__WHAT YOU ARE ASKED TO DO__
Reproduce exactly, from the data that follows, the line with "const EMISSION_LINES: [(f64, f64, f64);", the line with "let dy = y as f64 - HEIGHT as f64 / 2.0;", and every line that lies between them.

:: MATERIAL PROVIDED

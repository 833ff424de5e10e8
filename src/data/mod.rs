/// Data layer: cube types and loading.
///
/// Architecture:
/// ```text
///  .parquet / .json / .csv   (one spaxel per row)
///        │
///        ▼
///   ┌──────────┐
///   │  loader   │  parse file → DataCube
///   └──────────┘
///        │
///        ▼
///   ┌──────────────┐
///   │   DataCube    │  wave_rest, flux (λ, y, x), labels (λ, y, x)
///   └──────────────┘
///        │
///        ▼
///   compress / decompose  (per selected spaxel)
/// ```

pub mod loader;
pub mod model;
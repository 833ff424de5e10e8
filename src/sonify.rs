//! Map spectra to symbolic scores.
//!
//! Two modes:
//! * [`sonify`] – four-voice physical sonification of a decomposed spectrum.
//!   Each wavelength sample owns one 100 ms slot; at most one category sounds
//!   per slot, chosen by [`active_category`].
//! * [`sonify_intensity`] – one voice following an arbitrary intensity curve
//!   (e.g. the output of [`crate::compress::compress`]), with the instrument
//!   picked from five intensity tiers.

use log::debug;
use serde::{Deserialize, Serialize};

use crate::classify::{Category, Decomposition};
use crate::error::{Error, Result};
use crate::mapping::{interpolate, midi_clamp, normalize_to_max, ValueRange};
use crate::score::{NoteEvent, Score, Track};

/// Slot length per wavelength sample in multi-track mode.
pub const SLOT_MS: u64 = 100;
/// Sounding length of every multi-track note; longer than a slot on purpose.
pub const NOTE_MS: u64 = 500;
/// Note spacing (and length) in single-track mode.
pub const INTENSITY_NOTE_MS: u64 = 200;

const CONTINUUM_PITCH: u8 = 50;
const CONTINUUM_VELOCITY: (u8, u8) = (40, 80);
const EMISSION_PITCH: (u8, u8) = (50, 70);
const EMISSION_VELOCITY: u8 = 70;
const ABSORPTION_PITCH: (u8, u8) = (28, 50);
const ABSORPTION_VELOCITY: u8 = 100;
const COSMIC_RAY_PITCH: u8 = 85;
const COSMIC_RAY_VELOCITY: (u8, u8) = (80, 127);
/// Full upward pitch-wheel deflection.
const MAX_PITCH_BEND: i16 = 8191;

const INTENSITY_PITCH: (f64, f64) = (40.0, 100.0);
const INTENSITY_VELOCITY: (f64, f64) = (30.0, 127.0);
/// Lower edges of the five timbre tiers over normalized intensity.
pub const TIER_CUTS: [f64; 5] = [0.0, 0.2, 0.4, 0.6, 0.8];

/// General MIDI programs for each voice.
#[derive(Debug, Clone, PartialEq, Serialize, Deserialize)]
#[serde(default)]
pub struct SonifyConfig {
    /// Ambient pad (GM "Pad 3 (polysynth)").
    pub continuum_program: u8,
    /// Bright voice.
    pub emission_program: u8,
    /// Deep pad.
    pub absorption_program: u8,
    /// Short-decay percussive voice (GM "Music Box").
    pub cosmic_ray_program: u8,
    /// Single-track instruments, quietest tier first.
    pub tier_programs: [u8; 5],
}

impl Default for SonifyConfig {
    fn default() -> Self {
        SonifyConfig {
            continuum_program: 90,
            emission_program: 73,
            absorption_program: 92,
            cosmic_ray_program: 10,
            tier_programs: [89, 48, 0, 73, 10],
        }
    }
}

impl SonifyConfig {
    fn program(&self, category: Category) -> u8 {
        match category {
            Category::Continuum => self.continuum_program,
            Category::Emission => self.emission_program,
            Category::Absorption => self.absorption_program,
            Category::CosmicRay => self.cosmic_ray_program,
        }
    }
}

/// A sample carries signal for a category when its value is non-zero and finite.
fn is_present(value: f64) -> bool {
    value != 0.0 && value.is_finite()
}

/// The category that sounds at a sample, given the four component values in
/// `[continuum, emission, absorption, cosmic_ray]` order.
///
/// Priority is continuum > emission > absorption > cosmic-ray: the first
/// present value wins. `None` when all four are absent.
pub fn active_category(values: [f64; 4]) -> Option<Category> {
    Category::ALL
        .into_iter()
        .zip(values)
        .find(|&(_, v)| is_present(v))
        .map(|(c, _)| c)
}

fn channel(category: Category) -> u8 {
    match category {
        Category::Continuum => 0,
        Category::Emission => 1,
        Category::Absorption => 2,
        Category::CosmicRay => 3,
    }
}

/// Multi-track physical sonification.
///
/// All five arrays share one length; index order is time order. Each
/// category is rescaled against the min/max of its own present samples.
pub fn sonify(
    wavelengths: &[f64],
    continuum: &[f64],
    emission: &[f64],
    absorption: &[f64],
    cosmic_rays: &[f64],
    config: &SonifyConfig,
) -> Result<Score> {
    let arrays = [continuum, emission, absorption, cosmic_rays];
    for (category, array) in Category::ALL.iter().zip(arrays) {
        if array.len() != wavelengths.len() {
            return Err(Error::invalid(format!(
                "{category} has {} samples but wavelength has {}",
                array.len(),
                wavelengths.len()
            )));
        }
    }

    let ranges = arrays.map(|a| ValueRange::of(a.iter().copied().filter(|&v| is_present(v))));
    let mut tracks = Category::ALL
        .iter()
        .map(|&c| Track::new(c.as_str(), channel(c), config.program(c)))
        .collect::<Result<Vec<_>>>()?;

    for slot in 0..wavelengths.len() {
        let values = arrays.map(|a| a[slot]);
        let Some(category) = active_category(values) else {
            continue;
        };
        let idx = category as usize;
        let value = values[idx];
        // Present at this slot, so the category has a range.
        let range = ranges[idx].unwrap_or(ValueRange { min: value, max: value });
        let start_ms = slot as u64 * SLOT_MS;

        let base = NoteEvent {
            channel: channel(category),
            pitch: 0,
            velocity: 0,
            start_ms,
            duration_ms: NOTE_MS,
            pitch_bend: None,
        };
        let note = match category {
            Category::Continuum => NoteEvent {
                pitch: CONTINUUM_PITCH,
                velocity: range.rescale(value, CONTINUUM_VELOCITY.0, CONTINUUM_VELOCITY.1),
                ..base
            },
            Category::Emission => NoteEvent {
                pitch: range.rescale(value, EMISSION_PITCH.0, EMISSION_PITCH.1),
                velocity: EMISSION_VELOCITY,
                pitch_bend: Some(MAX_PITCH_BEND),
                ..base
            },
            Category::Absorption => NoteEvent {
                pitch: range.rescale(value, ABSORPTION_PITCH.0, ABSORPTION_PITCH.1),
                velocity: ABSORPTION_VELOCITY,
                pitch_bend: Some(MAX_PITCH_BEND),
                ..base
            },
            // Spikes are pushed back by their own slot offset so sparse hits
            // spread out instead of landing on the pads.
            Category::CosmicRay => NoteEvent {
                pitch: COSMIC_RAY_PITCH,
                velocity: range.rescale(value, COSMIC_RAY_VELOCITY.0, COSMIC_RAY_VELOCITY.1) / 2,
                start_ms: start_ms + slot as u64 * SLOT_MS,
                ..base
            },
        };
        tracks[idx].push(note)?;
    }

    for track in &tracks {
        debug!("{}: {} notes", track.name, track.notes().len());
    }
    Ok(Score {
        tracks,
        ..Score::default()
    })
}

/// [`sonify`] over the components of a [`Decomposition`].
pub fn sonify_decomposition(
    wavelengths: &[f64],
    decomposition: &Decomposition,
    config: &SonifyConfig,
) -> Result<Score> {
    sonify(
        wavelengths,
        decomposition.continuum(),
        decomposition.emission(),
        decomposition.absorption(),
        decomposition.cosmic_ray(),
        config,
    )
}

/// Index of the timbre tier for a normalized intensity.
pub fn intensity_tier(normalized: f64) -> usize {
    TIER_CUTS
        .iter()
        .rposition(|&cut| normalized >= cut)
        .unwrap_or(0)
}

/// Single-track sonification of an intensity curve.
///
/// Intensities are normalized against their own maximum, which must be
/// positive. Pitch follows the wavelength across the curve's own span, and
/// notes sit back to back without overlap.
pub fn sonify_intensity(
    wavelengths: &[f64],
    intensities: &[f64],
    config: &SonifyConfig,
) -> Result<Score> {
    if wavelengths.len() != intensities.len() {
        return Err(Error::invalid(format!(
            "{} intensities for {} wavelengths",
            intensities.len(),
            wavelengths.len()
        )));
    }
    let normalized = normalize_to_max(intensities)?;
    let span = ValueRange::of(wavelengths.iter().copied())
        .ok_or_else(|| Error::invalid("wavelength axis has no finite values"))?;

    let mut current_tier = intensity_tier(normalized[0]);
    let mut track = Track::new("intensity", 0, config.tier_programs[current_tier])?;

    for (i, (&w, &level)) in wavelengths.iter().zip(&normalized).enumerate() {
        let start_ms = i as u64 * INTENSITY_NOTE_MS;
        let tier = intensity_tier(level);
        if tier != current_tier {
            track.change_program(start_ms, config.tier_programs[tier])?;
            current_tier = tier;
        }
        track.push(NoteEvent {
            channel: 0,
            pitch: midi_clamp(interpolate(w, (span.min, span.max), INTENSITY_PITCH)),
            velocity: midi_clamp(interpolate(level, (0.0, 1.0), INTENSITY_VELOCITY)),
            start_ms,
            duration_ms: INTENSITY_NOTE_MS,
            pitch_bend: None,
        })?;
    }

    debug!(
        "intensity: {} notes, {} program changes",
        track.notes().len(),
        track.program_changes().len()
    );
    Ok(Score {
        tracks: vec![track],
        ..Score::default()
    })
}
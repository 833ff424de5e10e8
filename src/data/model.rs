use std::collections::BTreeMap;
use std::fmt;

use crate::error::{Error, Result};

// ---------------------------------------------------------------------------
// MetadataValue – a single header keyword carried alongside the cube
// ---------------------------------------------------------------------------

/// A dynamically-typed metadata value (plate id, instrument name, redshift…).
#[derive(Debug, Clone, PartialEq)]
pub enum MetadataValue {
    String(String),
    Integer(i64),
    Float(f64),
    Bool(bool),
    Null,
}

impl fmt::Display for MetadataValue {
    fn fmt(&self, f: &mut fmt::Formatter<'_>) -> fmt::Result {
        match self {
            MetadataValue::String(s) => write!(f, "{s}"),
            MetadataValue::Integer(i) => write!(f, "{i}"),
            MetadataValue::Float(v) => write!(f, "{v:.4}"),
            MetadataValue::Bool(b) => write!(f, "{b}"),
            MetadataValue::Null => write!(f, "<null>"),
        }
    }
}

fn strictly_increasing(values: &[f64]) -> bool {
    values.windows(2).all(|w| w[0] < w[1])
}

// ---------------------------------------------------------------------------
// Spectrum – the spectrum of one spaxel
// ---------------------------------------------------------------------------

/// A single spectrum: rest-frame wavelength axis and flux, same length.
#[derive(Debug, Clone, PartialEq)]
pub struct Spectrum {
    wavelength: Vec<f64>,
    flux: Vec<f64>,
}

impl Spectrum {
    pub fn new(wavelength: Vec<f64>, flux: Vec<f64>) -> Result<Self> {
        if wavelength.len() != flux.len() {
            return Err(Error::invalid(format!(
                "wavelength has {} samples but flux has {}",
                wavelength.len(),
                flux.len()
            )));
        }
        if !strictly_increasing(&wavelength) {
            return Err(Error::invalid("wavelength axis is not strictly increasing"));
        }
        Ok(Spectrum { wavelength, flux })
    }

    pub fn wavelength(&self) -> &[f64] {
        &self.wavelength
    }

    pub fn flux(&self) -> &[f64] {
        &self.flux
    }

    pub fn len(&self) -> usize {
        self.flux.len()
    }

    pub fn is_empty(&self) -> bool {
        self.flux.is_empty()
    }
}

// ---------------------------------------------------------------------------
// DataCube – wavelength × y × x flux cube
// ---------------------------------------------------------------------------

/// A spectral data cube. Flux (and the optional per-sample class labels) are
/// stored flat in `(wavelength, y, x)` order, i.e. the wavelength axis is the
/// slowest-varying one.
#[derive(Debug, Clone)]
pub struct DataCube {
    wave_rest: Vec<f64>,
    flux: Vec<f64>,
    labels: Option<Vec<i64>>,
    width: usize,
    height: usize,
    /// Header keywords carried through from the source file.
    pub metadata: BTreeMap<String, MetadataValue>,
}

impl DataCube {
    /// Build a cube, checking that every array agrees with
    /// `wave_rest.len() * height * width`.
    pub fn new(
        wave_rest: Vec<f64>,
        flux: Vec<f64>,
        labels: Option<Vec<i64>>,
        width: usize,
        height: usize,
    ) -> Result<Self> {
        if wave_rest.is_empty() {
            return Err(Error::invalid("cube has no rest-frame wavelength axis"));
        }
        if !strictly_increasing(&wave_rest) {
            return Err(Error::invalid("rest-frame wavelength axis is not strictly increasing"));
        }
        let expected = wave_rest.len() * height * width;
        if flux.len() != expected {
            return Err(Error::invalid(format!(
                "flux has {} values, expected {} ({} wavelengths × {height} × {width})",
                flux.len(),
                expected,
                wave_rest.len()
            )));
        }
        if let Some(labels) = &labels {
            if labels.len() != expected {
                return Err(Error::invalid(format!(
                    "labels have {} values, expected {expected}",
                    labels.len()
                )));
            }
        }
        Ok(DataCube {
            wave_rest,
            flux,
            labels,
            width,
            height,
            metadata: BTreeMap::new(),
        })
    }

    pub fn wave_rest(&self) -> &[f64] {
        &self.wave_rest
    }

    /// `(n_wavelengths, height, width)`.
    pub fn shape(&self) -> (usize, usize, usize) {
        (self.wave_rest.len(), self.height, self.width)
    }

    pub fn has_labels(&self) -> bool {
        self.labels.is_some()
    }

    fn offset(&self, wave_idx: usize, x: usize, y: usize) -> Result<usize> {
        if x >= self.width || y >= self.height {
            return Err(Error::CoordinateOutOfRange {
                x,
                y,
                width: self.width,
                height: self.height,
            });
        }
        Ok((wave_idx * self.height + y) * self.width + x)
    }

    /// Flux at the given pixel for the wavelength index range `range`.
    pub fn flux_slice(&self, range: std::ops::Range<usize>, x: usize, y: usize) -> Result<Vec<f64>> {
        range
            .map(|w| self.offset(w, x, y).map(|i| self.flux[i]))
            .collect()
    }

    /// The full flux column of one spaxel.
    pub fn flux_column(&self, x: usize, y: usize) -> Result<Vec<f64>> {
        self.flux_slice(0..self.wave_rest.len(), x, y)
    }

    /// The class-label column of one spaxel, if the cube carries labels.
    pub fn labels_column(&self, x: usize, y: usize) -> Result<Option<Vec<i64>>> {
        let Some(labels) = &self.labels else {
            return Ok(None);
        };
        (0..self.wave_rest.len())
            .map(|w| self.offset(w, x, y).map(|i| labels[i]))
            .collect::<Result<Vec<_>>>()
            .map(Some)
    }

    /// The spectrum of one spaxel.
    pub fn spectrum(&self, x: usize, y: usize) -> Result<Spectrum> {
        Ok(Spectrum {
            wavelength: self.wave_rest.clone(),
            flux: self.flux_column(x, y)?,
        })
    }
}

#[cfg(test)]
mod tests {
    use super::*;

    fn cube_2x3() -> DataCube {
        // 2 wavelengths, height 3, width 2; value encodes (w, y, x).
        let mut flux = Vec::new();
        for w in 0..2 {
            for y in 0..3 {
                for x in 0..2 {
                    flux.push((w * 100 + y * 10 + x) as f64);
                }
            }
        }
        DataCube::new(vec![5000.0, 5001.0], flux, None, 2, 3).unwrap()
    }

    #[test]
    fn flux_column_follows_wavelength_y_x_layout() {
        let cube = cube_2x3();
        assert_eq!(cube.shape(), (2, 3, 2));
        assert_eq!(cube.flux_column(1, 2).unwrap(), vec![21.0, 121.0]);
        assert_eq!(cube.flux_column(0, 0).unwrap(), vec![0.0, 100.0]);
    }

    #[test]
    fn out_of_range_pixel_is_reported_by_accessor() {
        let cube = cube_2x3();
        match cube.flux_column(2, 0) {
            Err(Error::CoordinateOutOfRange { x: 2, y: 0, width: 2, height: 3 }) => {}
            other => panic!("unexpected: {other:?}"),
        }
        assert!(matches!(
            cube.spectrum(0, 3),
            Err(Error::CoordinateOutOfRange { .. })
        ));
    }

    #[test]
    fn constructor_rejects_mismatched_arrays() {
        assert!(matches!(
            DataCube::new(vec![1.0, 2.0], vec![0.0; 3], None, 1, 1),
            Err(Error::InvalidInput(_))
        ));
        assert!(matches!(
            DataCube::new(vec![1.0], vec![0.0], Some(vec![0, 1]), 1, 1),
            Err(Error::InvalidInput(_))
        ));
        assert!(matches!(
            DataCube::new(Vec::new(), Vec::new(), None, 0, 0),
            Err(Error::InvalidInput(_))
        ));
        assert!(matches!(
            DataCube::new(vec![2.0, 1.0], vec![0.0; 2], None, 1, 1),
            Err(Error::InvalidInput(_))
        ));
    }

    #[test]
    fn labels_column_absent_without_labels() {
        let cube = cube_2x3();
        assert_eq!(cube.labels_column(0, 0).unwrap(), None);
    }

    #[test]
    fn spectrum_requires_matching_lengths() {
        assert!(Spectrum::new(vec![1.0, 2.0], vec![1.0]).is_err());
        let sp = Spectrum::new(vec![1.0, 2.0], vec![3.0, 4.0]).unwrap();
        assert_eq!(sp.len(), 2);
        assert_eq!(sp.flux(), &[3.0, 4.0]);
    }
}
use std::sync::Arc;

use anyhow::{Context, Result};
use arrow::array::{Float64Builder, Int64Array, Int64Builder, ListBuilder, StringArray};
use arrow::datatypes::{DataType, Field, Schema};
use arrow::record_batch::RecordBatch;
use parquet::arrow::ArrowWriter;

// Class codes written to the `labels` column (the default code table).
const CONTINUUM: i64 = 0;
const EMISSION: i64 = 3;
const ABSORPTION: i64 = 9;
const COSMIC_RAY: i64 = 4;

const WIDTH: usize = 8;
const HEIGHT: usize = 8;

fn gaussian(x: f64, mu: f64, sigma: f64, amplitude: f64) -> f64 {
    amplitude * (-(x - mu).powi(2) / (2.0 * sigma.powi(2))).exp()
}

/// Minimal deterministic PRNG (xoshiro256**)
struct SimpleRng {
    state: [u64; 4],
}

impl SimpleRng {
    fn new(seed: u64) -> Self {
        let mut s = [0u64; 4];
        let mut x = seed;
        for slot in &mut s {
            x = x.wrapping_mul(6364136223846793005).wrapping_add(1);
            *slot = x;
        }
        SimpleRng { state: s }
    }

    fn next_u64(&mut self) -> u64 {
        let result = (self.state[1].wrapping_mul(5))
            .rotate_left(7)
            .wrapping_mul(9);
        let t = self.state[1] << 17;
        self.state[2] ^= self.state[0];
        self.state[3] ^= self.state[1];
        self.state[1] ^= self.state[2];
        self.state[0] ^= self.state[3];
        self.state[2] ^= t;
        self.state[3] = self.state[3].rotate_left(45);
        result
    }

    fn next_f64(&mut self) -> f64 {
        (self.next_u64() >> 11) as f64 / (1u64 << 53) as f64
    }

    /// Box-Muller transform for normal distribution
    fn gauss(&mut self, mean: f64, std_dev: f64) -> f64 {
        let u1 = self.next_f64().max(1e-15);
        let u2 = self.next_f64();
        let z = (-2.0 * u1.ln()).sqrt() * (2.0 * std::f64::consts::PI * u2).cos();
        mean + std_dev * z
    }
}

/// Rest-frame emission lines: (centre Å, sigma Å, peak relative to continuum).
const EMISSION_LINES: [(f64, f64, f64); 6] = [
    (6563.0, 3.0, 4.0), // H-alpha
    (4861.0, 3.0, 1.5), // H-beta
    (5007.0, 3.0, 2.5), // [O III]
    (4959.0, 3.0, 0.9), // [O III]
    (6717.0, 3.0, 0.6), // [S II]
    (6731.0, 3.0, 0.5), // [S II]
];

/// Stellar absorption features: (centre Å, sigma Å, depth relative to continuum).
const ABSORPTION_LINES: [(f64, f64, f64); 3] = [
    (3934.0, 6.0, 0.5), // Ca II K
    (3969.0, 6.0, 0.4), // Ca II H
    (5175.0, 8.0, 0.2), // Mg b
];

/// One spaxel: flux and per-sample class codes. Brightness falls off from
/// the cube centre.
fn generate_spaxel(wave: &[f64], x: usize, y: usize, rng: &mut SimpleRng) -> (Vec<f64>, Vec<i64>) {
    let dx = x as f64 - WIDTH as f64 / 2.0;
    let dy = y as f64 - HEIGHT as f64 / 2.0;
    let brightness = (-(dx * dx + dy * dy) / 18.0).exp();

    let mut flux = Vec::with_capacity(wave.len());
    let mut labels = Vec::with_capacity(wave.len());
    for &w in wave {
        let continuum = brightness * (1.0 + 0.3 * (w - 3600.0) / 3800.0);
        let em: f64 = EMISSION_LINES
            .iter()
            .map(|&(mu, sigma, amp)| gaussian(w, mu, sigma, amp * continuum))
            .sum();
        let ab: f64 = ABSORPTION_LINES
            .iter()
            .map(|&(mu, sigma, depth)| gaussian(w, mu, sigma, depth * continuum))
            .sum();

        let mut value = continuum + em - ab + rng.gauss(0.0, 0.01 * brightness);
        let mut label = if em > 0.2 * continuum {
            EMISSION
        } else if ab > 0.1 * continuum {
            ABSORPTION
        } else {
            CONTINUUM
        };
        if rng.next_f64() < 0.002 {
            value += 20.0 * brightness;
            label = COSMIC_RAY;
        }
        flux.push(value);
        labels.push(label);
    }
    (flux, labels)
}

fn main() -> Result<()> {
    env_logger::init();
    let mut rng = SimpleRng::new(42);

    // MaNGA-like log-spaced rest wavelengths, 3600 → ~7400 Å
    let wave: Vec<f64> = (0..3000)
        .map(|i| 3600.0 * 10f64.powf(i as f64 * 1.04e-4))
        .collect();

    let mut wave_builder = ListBuilder::new(Float64Builder::new());
    let mut flux_builder = ListBuilder::new(Float64Builder::new());
    let mut label_builder = ListBuilder::new(Int64Builder::new());
    let mut all_x: Vec<i64> = Vec::new();
    let mut all_y: Vec<i64> = Vec::new();

    for y in 0..HEIGHT {
        for x in 0..WIDTH {
            let (flux, labels) = generate_spaxel(&wave, x, y, &mut rng);

            wave_builder.values().append_slice(&wave);
            wave_builder.append(true);
            flux_builder.values().append_slice(&flux);
            flux_builder.append(true);
            label_builder.values().append_slice(&labels);
            label_builder.append(true);
            all_x.push(x as i64);
            all_y.push(y as i64);
        }
    }
    let n_rows = all_x.len();

    let list_of = |inner: DataType| DataType::List(Arc::new(Field::new("item", inner, true)));
    let schema = Arc::new(Schema::new(vec![
        Field::new("spaxel_x", DataType::Int64, false),
        Field::new("spaxel_y", DataType::Int64, false),
        Field::new("wave", list_of(DataType::Float64), false),
        Field::new("flux", list_of(DataType::Float64), false),
        Field::new("labels", list_of(DataType::Int64), true),
        Field::new("instrument", DataType::Utf8, false),
    ]));

    let batch = RecordBatch::try_new(
        schema.clone(),
        vec![
            Arc::new(Int64Array::from(all_x)),
            Arc::new(Int64Array::from(all_y)),
            Arc::new(wave_builder.finish()),
            Arc::new(flux_builder.finish()),
            Arc::new(label_builder.finish()),
            Arc::new(StringArray::from(vec!["synthetic"; n_rows])),
        ],
    )
    .context("building record batch")?;

    // Write Parquet
    let output_path = "sample_cube.parquet";
    let file = std::fs::File::create(output_path).context("creating output file")?;
    let mut writer = ArrowWriter::try_new(file, schema, None).context("creating parquet writer")?;
    writer.write(&batch).context("writing record batch")?;
    writer.close().context("closing parquet writer")?;

    println!(
        "Wrote {n_rows} spaxels ({WIDTH}x{HEIGHT}, {} wavelengths each) to {output_path}",
        wave.len()
    );
    Ok(())
}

::::

__SOLVED EXERCISE__
const EMISSION_LINES: [(f64, f64, f64); 6] = [
    (6563.0, 3.0, 4.0), // H-alpha
    (4861.0, 3.0, 1.5), // H-beta
    (5007.0, 3.0, 2.5), // [O III]
    (4959.0, 3.0, 0.9), // [O III]
    (6717.0, 3.0, 0.6), // [S II]
    (6731.0, 3.0, 0.5), // [S II]
];

/// Stellar absorption features: (centre Å, sigma Å, depth relative to continuum).
const ABSORPTION_LINES: [(f64, f64, f64); 3] = [
    (3934.0, 6.0, 0.5), // Ca II K
    (3969.0, 6.0, 0.4), // Ca II H
    (5175.0, 8.0, 0.2), // Mg b
];

/// One spaxel: flux and per-sample class codes. Brightness falls off from
/// the cube centre.
fn generate_spaxel(wave: &[f64], x: usize, y: usize, rng: &mut SimpleRng) -> (Vec<f64>, Vec<i64>) {
    let dx = x as f64 - WIDTH as f64 / 2.0;
    let dy = y as f64 - HEIGHT as f64 / 2.0;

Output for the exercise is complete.